Aim of the task: The line that contains "bases of every" marks the end: retype the data below exactly from its first line through that line.

Collection entries:

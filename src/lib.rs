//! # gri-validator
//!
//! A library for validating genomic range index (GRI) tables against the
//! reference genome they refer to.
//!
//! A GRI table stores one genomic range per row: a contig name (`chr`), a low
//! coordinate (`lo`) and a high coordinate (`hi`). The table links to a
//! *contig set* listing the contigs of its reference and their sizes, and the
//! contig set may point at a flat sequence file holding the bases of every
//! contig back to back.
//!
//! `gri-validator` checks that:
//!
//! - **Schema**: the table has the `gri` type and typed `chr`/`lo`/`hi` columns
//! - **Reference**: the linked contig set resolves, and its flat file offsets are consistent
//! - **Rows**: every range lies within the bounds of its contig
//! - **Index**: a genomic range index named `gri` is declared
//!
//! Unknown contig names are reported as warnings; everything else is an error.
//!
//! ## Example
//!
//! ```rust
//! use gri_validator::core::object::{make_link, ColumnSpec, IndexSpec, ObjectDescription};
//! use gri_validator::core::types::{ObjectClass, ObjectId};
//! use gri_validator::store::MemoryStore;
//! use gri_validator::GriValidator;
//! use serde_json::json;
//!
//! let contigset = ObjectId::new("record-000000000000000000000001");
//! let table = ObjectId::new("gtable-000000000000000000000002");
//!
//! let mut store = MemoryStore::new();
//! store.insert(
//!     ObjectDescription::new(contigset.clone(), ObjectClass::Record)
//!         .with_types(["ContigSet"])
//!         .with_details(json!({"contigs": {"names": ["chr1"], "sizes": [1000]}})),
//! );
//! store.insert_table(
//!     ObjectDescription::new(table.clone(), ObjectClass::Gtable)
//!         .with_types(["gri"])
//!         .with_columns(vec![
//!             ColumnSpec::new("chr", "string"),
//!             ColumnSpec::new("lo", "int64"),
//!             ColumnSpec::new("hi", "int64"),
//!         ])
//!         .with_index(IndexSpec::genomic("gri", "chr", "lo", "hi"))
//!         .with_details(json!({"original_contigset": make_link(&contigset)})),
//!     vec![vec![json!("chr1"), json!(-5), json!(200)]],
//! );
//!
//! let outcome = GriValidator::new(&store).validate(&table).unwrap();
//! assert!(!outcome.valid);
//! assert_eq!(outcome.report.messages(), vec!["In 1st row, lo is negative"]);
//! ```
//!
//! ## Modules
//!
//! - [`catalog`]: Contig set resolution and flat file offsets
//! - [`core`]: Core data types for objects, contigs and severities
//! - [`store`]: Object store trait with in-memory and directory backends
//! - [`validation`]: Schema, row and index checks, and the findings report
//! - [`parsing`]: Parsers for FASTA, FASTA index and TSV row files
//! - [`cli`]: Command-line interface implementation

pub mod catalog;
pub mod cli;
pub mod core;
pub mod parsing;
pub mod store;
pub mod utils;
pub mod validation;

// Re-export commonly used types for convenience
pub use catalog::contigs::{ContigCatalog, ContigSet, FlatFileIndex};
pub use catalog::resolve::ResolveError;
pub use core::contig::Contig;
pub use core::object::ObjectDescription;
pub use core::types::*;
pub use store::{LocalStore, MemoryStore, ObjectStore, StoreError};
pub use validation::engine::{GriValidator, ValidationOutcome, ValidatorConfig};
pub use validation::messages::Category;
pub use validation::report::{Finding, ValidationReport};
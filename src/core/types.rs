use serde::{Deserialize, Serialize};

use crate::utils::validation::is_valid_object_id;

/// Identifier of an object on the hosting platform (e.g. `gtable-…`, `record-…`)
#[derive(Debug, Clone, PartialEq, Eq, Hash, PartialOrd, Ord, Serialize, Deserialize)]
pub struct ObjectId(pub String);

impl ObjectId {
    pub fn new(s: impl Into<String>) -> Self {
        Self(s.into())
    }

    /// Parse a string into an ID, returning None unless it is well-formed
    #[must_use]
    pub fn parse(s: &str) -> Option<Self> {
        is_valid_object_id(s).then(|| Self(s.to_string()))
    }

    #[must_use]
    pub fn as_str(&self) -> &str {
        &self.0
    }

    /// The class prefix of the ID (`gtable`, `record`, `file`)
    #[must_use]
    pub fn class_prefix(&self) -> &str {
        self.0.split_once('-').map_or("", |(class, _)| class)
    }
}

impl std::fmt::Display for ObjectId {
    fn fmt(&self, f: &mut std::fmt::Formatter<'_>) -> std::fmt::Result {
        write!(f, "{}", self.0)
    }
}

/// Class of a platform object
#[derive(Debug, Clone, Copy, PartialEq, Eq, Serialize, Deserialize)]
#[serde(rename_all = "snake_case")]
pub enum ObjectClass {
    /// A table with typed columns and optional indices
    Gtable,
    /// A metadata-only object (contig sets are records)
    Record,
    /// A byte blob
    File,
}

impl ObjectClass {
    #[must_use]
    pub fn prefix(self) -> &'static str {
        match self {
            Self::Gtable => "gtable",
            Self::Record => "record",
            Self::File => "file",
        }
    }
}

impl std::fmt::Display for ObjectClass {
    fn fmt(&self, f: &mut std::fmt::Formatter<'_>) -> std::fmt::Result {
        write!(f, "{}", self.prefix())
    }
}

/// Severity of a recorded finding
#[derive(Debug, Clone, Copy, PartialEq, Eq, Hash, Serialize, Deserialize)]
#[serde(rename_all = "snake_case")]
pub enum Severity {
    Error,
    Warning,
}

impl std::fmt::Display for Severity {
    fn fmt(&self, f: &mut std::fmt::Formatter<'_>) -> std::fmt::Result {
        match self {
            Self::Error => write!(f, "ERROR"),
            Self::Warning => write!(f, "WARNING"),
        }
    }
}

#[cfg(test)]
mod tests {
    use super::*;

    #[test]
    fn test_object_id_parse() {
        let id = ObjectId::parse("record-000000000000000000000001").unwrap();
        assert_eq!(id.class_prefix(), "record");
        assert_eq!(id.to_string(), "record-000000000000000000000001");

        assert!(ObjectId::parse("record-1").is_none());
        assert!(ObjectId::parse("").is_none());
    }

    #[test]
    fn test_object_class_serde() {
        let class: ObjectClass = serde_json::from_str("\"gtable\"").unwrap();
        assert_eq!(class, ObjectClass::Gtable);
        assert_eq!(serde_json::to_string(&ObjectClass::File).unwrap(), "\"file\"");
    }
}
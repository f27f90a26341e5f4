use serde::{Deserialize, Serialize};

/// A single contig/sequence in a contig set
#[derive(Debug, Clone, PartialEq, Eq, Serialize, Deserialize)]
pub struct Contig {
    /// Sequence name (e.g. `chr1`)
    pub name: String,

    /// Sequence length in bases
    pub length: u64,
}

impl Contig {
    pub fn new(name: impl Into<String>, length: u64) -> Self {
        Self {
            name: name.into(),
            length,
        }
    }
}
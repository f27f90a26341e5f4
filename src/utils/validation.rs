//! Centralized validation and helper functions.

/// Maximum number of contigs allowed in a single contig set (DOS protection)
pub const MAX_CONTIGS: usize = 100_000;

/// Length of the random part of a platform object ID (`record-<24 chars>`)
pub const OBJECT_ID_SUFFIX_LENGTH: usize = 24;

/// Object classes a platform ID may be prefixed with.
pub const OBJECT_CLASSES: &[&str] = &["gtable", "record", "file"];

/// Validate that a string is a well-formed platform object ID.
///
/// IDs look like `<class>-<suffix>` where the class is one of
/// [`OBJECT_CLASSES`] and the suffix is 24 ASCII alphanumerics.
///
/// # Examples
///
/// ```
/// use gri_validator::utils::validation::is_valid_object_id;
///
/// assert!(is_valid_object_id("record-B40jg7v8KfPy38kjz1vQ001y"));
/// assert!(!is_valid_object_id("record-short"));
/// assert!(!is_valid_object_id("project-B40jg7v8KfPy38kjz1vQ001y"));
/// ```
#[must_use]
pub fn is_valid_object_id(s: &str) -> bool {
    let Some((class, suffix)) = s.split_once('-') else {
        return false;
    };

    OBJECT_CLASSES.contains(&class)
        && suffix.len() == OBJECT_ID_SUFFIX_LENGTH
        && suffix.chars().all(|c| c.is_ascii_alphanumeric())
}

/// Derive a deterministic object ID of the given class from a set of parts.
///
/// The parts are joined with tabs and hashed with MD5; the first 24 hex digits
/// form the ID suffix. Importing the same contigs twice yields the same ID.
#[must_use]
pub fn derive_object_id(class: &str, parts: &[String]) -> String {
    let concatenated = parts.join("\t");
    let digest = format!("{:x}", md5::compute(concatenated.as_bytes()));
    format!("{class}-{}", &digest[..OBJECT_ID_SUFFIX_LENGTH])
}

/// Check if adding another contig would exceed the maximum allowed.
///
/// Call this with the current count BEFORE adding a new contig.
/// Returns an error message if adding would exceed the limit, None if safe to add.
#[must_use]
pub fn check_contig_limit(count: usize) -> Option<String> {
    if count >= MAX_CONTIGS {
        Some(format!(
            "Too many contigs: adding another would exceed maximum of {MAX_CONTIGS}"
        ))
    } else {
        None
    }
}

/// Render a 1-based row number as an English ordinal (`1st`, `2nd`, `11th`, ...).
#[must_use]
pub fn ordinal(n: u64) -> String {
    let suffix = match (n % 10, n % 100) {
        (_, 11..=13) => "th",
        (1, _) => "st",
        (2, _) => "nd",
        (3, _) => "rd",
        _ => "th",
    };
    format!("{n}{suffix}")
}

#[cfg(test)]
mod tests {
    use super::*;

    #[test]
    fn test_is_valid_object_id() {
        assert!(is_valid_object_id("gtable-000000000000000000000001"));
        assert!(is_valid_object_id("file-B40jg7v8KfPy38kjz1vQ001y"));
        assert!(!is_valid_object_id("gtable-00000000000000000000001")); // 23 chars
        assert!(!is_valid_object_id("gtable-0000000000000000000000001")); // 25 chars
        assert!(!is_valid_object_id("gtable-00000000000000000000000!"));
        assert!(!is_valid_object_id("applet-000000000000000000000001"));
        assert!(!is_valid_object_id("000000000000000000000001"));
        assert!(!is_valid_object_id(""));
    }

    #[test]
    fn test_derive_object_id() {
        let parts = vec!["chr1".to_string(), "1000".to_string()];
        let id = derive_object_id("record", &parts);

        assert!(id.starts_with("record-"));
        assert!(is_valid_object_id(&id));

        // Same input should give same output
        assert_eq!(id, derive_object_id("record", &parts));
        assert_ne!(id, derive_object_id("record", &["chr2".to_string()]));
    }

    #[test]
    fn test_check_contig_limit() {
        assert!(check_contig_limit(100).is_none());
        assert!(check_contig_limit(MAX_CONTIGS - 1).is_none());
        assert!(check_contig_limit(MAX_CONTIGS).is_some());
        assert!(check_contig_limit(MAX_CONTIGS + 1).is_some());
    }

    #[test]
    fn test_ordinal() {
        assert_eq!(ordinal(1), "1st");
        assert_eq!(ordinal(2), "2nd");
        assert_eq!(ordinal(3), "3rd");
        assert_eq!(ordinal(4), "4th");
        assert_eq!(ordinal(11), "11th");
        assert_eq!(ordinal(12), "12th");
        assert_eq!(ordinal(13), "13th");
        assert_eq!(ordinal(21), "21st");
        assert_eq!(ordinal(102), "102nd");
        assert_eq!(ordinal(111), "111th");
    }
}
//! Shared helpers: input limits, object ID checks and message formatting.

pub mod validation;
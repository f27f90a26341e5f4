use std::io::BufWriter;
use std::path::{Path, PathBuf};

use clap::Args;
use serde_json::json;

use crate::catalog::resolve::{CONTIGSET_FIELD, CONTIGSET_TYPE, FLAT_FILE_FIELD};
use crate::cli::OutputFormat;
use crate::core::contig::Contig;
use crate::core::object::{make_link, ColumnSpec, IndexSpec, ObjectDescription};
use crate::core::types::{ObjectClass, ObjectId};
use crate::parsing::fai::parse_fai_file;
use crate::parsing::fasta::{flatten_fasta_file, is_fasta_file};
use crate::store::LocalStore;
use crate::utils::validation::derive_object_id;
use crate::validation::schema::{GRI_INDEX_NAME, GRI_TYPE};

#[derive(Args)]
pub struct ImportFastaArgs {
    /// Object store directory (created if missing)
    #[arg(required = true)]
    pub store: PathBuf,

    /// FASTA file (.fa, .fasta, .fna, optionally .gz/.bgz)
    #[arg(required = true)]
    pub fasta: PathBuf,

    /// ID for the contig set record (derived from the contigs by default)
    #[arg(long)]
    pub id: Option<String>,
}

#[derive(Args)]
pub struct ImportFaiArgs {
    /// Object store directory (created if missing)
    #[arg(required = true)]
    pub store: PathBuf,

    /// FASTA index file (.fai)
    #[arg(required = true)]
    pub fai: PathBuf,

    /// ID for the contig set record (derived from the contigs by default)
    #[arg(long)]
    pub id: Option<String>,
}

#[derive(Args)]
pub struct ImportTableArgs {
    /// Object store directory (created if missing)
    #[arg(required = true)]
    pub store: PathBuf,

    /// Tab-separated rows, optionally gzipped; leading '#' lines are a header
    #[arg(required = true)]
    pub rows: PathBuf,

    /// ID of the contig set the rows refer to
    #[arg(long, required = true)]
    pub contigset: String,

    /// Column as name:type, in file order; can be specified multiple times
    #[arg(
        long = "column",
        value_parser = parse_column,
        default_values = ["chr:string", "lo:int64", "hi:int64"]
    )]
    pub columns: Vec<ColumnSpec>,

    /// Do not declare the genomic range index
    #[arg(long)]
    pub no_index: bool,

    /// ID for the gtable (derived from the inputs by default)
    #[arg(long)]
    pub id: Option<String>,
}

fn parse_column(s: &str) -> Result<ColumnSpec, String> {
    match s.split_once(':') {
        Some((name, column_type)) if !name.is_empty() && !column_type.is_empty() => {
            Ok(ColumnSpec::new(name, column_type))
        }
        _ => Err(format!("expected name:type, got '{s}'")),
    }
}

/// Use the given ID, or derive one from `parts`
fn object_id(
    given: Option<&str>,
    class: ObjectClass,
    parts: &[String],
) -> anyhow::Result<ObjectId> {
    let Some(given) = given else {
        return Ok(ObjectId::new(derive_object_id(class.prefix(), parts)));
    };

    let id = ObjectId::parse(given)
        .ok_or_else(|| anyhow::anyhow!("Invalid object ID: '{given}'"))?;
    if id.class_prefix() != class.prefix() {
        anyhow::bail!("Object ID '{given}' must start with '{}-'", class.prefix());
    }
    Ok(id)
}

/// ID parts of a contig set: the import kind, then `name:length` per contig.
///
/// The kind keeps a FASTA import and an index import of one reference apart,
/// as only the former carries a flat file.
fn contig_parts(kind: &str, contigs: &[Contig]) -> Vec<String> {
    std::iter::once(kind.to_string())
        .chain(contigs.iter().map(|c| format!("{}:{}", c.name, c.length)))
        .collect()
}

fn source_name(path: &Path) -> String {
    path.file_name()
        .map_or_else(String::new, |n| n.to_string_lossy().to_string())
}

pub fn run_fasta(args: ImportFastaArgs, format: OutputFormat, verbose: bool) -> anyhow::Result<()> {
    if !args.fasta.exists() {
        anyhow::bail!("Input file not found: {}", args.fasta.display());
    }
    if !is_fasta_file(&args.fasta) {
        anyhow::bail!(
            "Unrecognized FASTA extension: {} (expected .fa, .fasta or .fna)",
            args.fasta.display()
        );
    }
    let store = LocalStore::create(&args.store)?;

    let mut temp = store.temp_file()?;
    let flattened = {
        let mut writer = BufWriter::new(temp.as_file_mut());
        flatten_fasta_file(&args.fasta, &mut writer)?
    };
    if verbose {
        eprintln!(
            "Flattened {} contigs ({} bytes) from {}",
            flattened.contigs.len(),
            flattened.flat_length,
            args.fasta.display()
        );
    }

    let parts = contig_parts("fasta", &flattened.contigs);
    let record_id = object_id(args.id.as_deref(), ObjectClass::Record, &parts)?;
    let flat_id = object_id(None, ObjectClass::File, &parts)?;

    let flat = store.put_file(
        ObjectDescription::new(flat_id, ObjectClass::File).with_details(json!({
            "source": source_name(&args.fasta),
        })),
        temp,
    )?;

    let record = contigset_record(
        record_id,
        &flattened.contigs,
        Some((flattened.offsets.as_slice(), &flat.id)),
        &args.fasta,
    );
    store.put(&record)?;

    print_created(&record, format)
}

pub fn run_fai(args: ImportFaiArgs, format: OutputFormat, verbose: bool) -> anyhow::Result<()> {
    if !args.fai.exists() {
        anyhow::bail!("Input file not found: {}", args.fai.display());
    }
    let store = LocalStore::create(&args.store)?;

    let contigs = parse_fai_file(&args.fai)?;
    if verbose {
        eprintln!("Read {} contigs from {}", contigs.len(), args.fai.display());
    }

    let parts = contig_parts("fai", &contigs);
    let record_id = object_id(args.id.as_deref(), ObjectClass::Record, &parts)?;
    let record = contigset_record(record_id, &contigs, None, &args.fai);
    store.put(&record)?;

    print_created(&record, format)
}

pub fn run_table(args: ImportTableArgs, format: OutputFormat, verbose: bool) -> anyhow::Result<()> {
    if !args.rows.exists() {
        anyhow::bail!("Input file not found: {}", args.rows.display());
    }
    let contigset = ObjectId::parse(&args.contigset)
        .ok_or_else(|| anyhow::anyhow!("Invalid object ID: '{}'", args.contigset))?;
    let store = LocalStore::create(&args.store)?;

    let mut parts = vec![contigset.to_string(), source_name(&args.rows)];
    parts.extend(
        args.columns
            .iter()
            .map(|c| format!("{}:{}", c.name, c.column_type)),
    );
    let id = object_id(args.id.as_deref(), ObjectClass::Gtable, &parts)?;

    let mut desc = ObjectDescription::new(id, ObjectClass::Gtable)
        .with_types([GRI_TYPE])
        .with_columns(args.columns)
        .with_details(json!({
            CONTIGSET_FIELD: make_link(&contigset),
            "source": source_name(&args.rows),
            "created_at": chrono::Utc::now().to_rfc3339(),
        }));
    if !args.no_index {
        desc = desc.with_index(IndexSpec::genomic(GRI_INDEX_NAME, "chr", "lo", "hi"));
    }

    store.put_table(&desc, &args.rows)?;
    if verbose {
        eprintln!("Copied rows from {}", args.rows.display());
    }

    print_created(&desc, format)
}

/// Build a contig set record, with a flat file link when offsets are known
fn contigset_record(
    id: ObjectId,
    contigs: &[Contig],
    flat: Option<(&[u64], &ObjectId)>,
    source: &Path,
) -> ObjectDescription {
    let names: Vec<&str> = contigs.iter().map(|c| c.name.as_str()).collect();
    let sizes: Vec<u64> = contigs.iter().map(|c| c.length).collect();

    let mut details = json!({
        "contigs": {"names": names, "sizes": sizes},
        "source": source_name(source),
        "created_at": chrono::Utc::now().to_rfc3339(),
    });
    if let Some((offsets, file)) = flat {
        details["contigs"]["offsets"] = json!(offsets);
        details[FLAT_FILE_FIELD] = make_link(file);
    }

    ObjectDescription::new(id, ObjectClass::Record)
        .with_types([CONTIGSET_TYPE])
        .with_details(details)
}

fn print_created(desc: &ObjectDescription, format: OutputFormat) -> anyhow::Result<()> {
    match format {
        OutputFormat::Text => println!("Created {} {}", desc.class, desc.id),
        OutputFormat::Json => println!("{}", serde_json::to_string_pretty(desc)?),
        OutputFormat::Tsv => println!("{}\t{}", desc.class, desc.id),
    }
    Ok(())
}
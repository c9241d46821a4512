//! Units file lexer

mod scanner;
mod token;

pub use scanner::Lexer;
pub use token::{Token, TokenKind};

Response to this task:
filename src/lib.rs
//! # gri-validator
//!
//! A library for validating genomic range index (GRI) tables against the
//! reference genome they refer to.
//!
//! A GRI table stores one genomic range per row: a contig name (`chr`), a low
//! coordinate (`lo`) and a high coordinate (`hi`). The table links to a
//! *contig set* listing the contigs of its reference and their sizes, and the
//! contig set may point at a flat sequence file holding the bases of every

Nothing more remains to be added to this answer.